Collected data:

>>>>

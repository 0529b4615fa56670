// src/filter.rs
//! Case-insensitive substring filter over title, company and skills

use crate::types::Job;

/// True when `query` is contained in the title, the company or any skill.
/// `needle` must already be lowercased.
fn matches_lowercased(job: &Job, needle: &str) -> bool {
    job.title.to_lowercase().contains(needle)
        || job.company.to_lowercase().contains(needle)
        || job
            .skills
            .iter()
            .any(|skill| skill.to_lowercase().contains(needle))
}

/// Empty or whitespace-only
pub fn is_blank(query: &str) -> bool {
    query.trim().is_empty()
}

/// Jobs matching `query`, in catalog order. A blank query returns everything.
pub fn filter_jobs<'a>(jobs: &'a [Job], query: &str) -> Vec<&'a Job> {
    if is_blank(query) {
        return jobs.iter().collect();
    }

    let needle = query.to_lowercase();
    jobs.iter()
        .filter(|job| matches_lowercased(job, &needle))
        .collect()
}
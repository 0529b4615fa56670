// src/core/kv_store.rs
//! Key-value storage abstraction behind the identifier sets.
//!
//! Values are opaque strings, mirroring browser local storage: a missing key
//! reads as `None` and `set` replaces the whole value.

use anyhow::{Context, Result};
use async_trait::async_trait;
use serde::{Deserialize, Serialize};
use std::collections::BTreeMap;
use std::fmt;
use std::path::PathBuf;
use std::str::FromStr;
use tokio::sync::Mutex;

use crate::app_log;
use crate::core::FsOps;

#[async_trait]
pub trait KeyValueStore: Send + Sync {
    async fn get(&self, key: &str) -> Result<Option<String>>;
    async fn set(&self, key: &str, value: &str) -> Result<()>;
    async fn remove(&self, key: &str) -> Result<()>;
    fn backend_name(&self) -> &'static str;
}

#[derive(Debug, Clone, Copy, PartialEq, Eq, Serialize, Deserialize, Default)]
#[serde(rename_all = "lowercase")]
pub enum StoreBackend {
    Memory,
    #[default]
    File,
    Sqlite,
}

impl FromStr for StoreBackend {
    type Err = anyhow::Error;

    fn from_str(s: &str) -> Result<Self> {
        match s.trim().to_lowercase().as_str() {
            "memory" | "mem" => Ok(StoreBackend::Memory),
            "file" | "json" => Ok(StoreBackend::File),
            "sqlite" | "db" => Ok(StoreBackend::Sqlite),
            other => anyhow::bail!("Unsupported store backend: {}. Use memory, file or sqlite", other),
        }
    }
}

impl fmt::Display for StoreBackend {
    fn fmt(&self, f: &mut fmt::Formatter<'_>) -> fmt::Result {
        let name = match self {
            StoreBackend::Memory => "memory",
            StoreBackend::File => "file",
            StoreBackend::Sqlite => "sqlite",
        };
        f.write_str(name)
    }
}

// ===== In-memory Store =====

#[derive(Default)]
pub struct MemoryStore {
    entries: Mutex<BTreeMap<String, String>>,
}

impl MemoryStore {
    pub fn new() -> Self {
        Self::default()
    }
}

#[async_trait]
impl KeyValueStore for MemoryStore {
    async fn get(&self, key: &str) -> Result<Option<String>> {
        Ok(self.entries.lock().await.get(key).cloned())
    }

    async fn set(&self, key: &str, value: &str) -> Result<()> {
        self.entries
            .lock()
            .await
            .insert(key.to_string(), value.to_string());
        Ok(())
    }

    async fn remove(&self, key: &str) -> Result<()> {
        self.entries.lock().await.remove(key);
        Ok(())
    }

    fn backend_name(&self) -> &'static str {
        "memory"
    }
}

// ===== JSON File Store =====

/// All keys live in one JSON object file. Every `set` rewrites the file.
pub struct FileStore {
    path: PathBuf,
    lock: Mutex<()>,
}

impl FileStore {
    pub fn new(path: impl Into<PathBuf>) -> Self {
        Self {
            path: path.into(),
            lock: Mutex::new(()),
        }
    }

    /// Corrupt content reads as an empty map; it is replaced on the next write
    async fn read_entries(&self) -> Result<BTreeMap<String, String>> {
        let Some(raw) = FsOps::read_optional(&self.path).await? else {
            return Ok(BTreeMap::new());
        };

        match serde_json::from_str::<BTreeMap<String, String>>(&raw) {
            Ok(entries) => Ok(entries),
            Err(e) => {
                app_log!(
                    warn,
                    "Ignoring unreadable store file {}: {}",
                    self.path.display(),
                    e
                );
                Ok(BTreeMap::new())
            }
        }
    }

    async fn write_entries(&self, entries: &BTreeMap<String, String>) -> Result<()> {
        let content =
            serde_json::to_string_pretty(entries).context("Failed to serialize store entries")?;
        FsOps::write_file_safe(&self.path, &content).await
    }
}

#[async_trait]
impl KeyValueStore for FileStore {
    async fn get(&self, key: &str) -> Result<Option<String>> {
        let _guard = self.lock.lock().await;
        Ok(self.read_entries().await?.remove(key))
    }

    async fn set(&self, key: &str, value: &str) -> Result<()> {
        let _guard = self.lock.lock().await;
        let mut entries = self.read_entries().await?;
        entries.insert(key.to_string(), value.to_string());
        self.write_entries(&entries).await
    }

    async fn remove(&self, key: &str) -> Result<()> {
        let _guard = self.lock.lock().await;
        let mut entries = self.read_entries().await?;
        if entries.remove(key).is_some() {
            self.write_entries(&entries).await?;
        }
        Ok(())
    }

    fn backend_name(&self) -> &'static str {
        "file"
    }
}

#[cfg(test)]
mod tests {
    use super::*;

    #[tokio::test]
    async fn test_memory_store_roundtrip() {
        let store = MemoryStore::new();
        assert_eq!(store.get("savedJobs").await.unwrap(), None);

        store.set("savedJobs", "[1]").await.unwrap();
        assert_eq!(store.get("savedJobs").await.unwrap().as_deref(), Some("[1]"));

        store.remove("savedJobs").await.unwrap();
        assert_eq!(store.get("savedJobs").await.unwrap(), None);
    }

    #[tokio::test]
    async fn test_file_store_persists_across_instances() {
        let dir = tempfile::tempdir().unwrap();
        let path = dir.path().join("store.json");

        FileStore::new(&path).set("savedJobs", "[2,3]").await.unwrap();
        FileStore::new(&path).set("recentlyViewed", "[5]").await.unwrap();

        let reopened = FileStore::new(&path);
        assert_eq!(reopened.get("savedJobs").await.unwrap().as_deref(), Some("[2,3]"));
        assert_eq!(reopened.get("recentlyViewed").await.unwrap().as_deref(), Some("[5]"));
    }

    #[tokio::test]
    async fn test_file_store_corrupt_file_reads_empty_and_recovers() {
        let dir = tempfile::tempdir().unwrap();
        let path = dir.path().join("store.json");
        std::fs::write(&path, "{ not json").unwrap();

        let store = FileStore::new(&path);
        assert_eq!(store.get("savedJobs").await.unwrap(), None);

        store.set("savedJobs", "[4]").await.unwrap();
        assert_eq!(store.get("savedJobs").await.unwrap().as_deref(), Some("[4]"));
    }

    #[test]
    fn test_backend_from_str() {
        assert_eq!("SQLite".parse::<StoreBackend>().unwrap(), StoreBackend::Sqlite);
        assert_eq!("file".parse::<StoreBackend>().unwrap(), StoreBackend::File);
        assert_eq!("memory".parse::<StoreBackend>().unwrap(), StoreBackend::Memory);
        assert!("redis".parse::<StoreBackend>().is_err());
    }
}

<<<<

How to complete this task: Could you return every line from the entries above in which the string "iter" occurs?

Answer space:
            .iter()
        return jobs.iter().collect();
    jobs.iter()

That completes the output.